** INPUT follows **
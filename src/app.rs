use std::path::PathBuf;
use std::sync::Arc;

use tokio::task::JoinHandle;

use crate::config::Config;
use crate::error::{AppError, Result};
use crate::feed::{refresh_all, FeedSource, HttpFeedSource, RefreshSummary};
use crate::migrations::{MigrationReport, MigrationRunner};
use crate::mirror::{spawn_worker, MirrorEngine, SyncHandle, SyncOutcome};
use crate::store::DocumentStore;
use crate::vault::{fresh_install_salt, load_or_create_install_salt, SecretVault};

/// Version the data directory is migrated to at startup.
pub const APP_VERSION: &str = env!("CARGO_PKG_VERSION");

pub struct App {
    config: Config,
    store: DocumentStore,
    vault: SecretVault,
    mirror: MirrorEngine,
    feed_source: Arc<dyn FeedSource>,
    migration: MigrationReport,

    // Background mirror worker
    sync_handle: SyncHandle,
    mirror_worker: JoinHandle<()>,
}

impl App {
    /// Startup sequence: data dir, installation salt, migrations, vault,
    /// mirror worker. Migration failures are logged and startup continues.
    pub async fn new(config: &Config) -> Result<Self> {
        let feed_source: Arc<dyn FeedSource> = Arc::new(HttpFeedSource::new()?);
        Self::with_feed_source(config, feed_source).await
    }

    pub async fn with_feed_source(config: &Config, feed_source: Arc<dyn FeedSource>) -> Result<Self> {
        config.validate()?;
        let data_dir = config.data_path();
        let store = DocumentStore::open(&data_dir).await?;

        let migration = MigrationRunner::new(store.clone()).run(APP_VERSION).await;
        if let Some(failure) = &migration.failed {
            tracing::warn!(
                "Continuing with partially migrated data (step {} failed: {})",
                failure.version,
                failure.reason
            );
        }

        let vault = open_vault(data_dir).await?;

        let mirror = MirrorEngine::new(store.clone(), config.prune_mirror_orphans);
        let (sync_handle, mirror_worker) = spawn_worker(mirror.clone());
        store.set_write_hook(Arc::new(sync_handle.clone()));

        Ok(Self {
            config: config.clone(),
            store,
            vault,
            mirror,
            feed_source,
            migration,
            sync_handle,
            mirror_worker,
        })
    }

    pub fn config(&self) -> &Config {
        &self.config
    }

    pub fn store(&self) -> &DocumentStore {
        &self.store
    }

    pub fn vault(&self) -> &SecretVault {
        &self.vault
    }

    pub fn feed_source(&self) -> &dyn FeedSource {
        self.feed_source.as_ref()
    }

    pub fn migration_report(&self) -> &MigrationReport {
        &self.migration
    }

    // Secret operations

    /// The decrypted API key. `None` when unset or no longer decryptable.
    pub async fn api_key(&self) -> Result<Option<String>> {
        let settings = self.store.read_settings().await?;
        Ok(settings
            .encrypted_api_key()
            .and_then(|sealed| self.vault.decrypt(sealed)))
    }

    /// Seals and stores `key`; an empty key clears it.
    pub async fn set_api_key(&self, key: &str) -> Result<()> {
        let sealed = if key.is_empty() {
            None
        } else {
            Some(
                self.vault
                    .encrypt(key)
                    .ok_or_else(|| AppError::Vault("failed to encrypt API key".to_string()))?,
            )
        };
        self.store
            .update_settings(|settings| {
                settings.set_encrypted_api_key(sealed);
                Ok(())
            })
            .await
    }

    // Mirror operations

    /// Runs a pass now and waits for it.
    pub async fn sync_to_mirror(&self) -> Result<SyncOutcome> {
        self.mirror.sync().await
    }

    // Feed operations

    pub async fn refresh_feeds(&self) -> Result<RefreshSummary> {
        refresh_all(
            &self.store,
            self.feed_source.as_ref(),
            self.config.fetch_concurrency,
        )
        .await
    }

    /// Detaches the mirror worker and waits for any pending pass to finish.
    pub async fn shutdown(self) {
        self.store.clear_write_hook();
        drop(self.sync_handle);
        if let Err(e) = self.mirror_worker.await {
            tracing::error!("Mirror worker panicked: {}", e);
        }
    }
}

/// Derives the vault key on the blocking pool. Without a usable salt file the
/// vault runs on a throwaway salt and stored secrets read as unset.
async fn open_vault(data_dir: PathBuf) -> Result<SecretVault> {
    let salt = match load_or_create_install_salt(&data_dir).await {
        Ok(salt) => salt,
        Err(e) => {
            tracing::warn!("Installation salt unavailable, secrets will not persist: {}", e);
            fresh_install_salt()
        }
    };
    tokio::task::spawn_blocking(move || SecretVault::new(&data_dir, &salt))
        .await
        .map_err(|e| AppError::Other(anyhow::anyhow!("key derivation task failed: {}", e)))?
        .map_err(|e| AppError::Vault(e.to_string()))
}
** End of INPUT **
- [TASK DETAILS] Your answer should consist only of the lines above between the line holding "Startup sequence: data" and the line holding "let feed_source: Arc<dyn", inclusive, each transcribed exactly.

- [RESULT FOR THIS TASK]
    /// Startup sequence: data dir, installation salt, migrations, vault,
    /// mirror worker. Migration failures are logged and startup continues.
    pub async fn new(config: &Config) -> Result<Self> {
        let feed_source: Arc<dyn FeedSource> = Arc::new(HttpFeedSource::new()?);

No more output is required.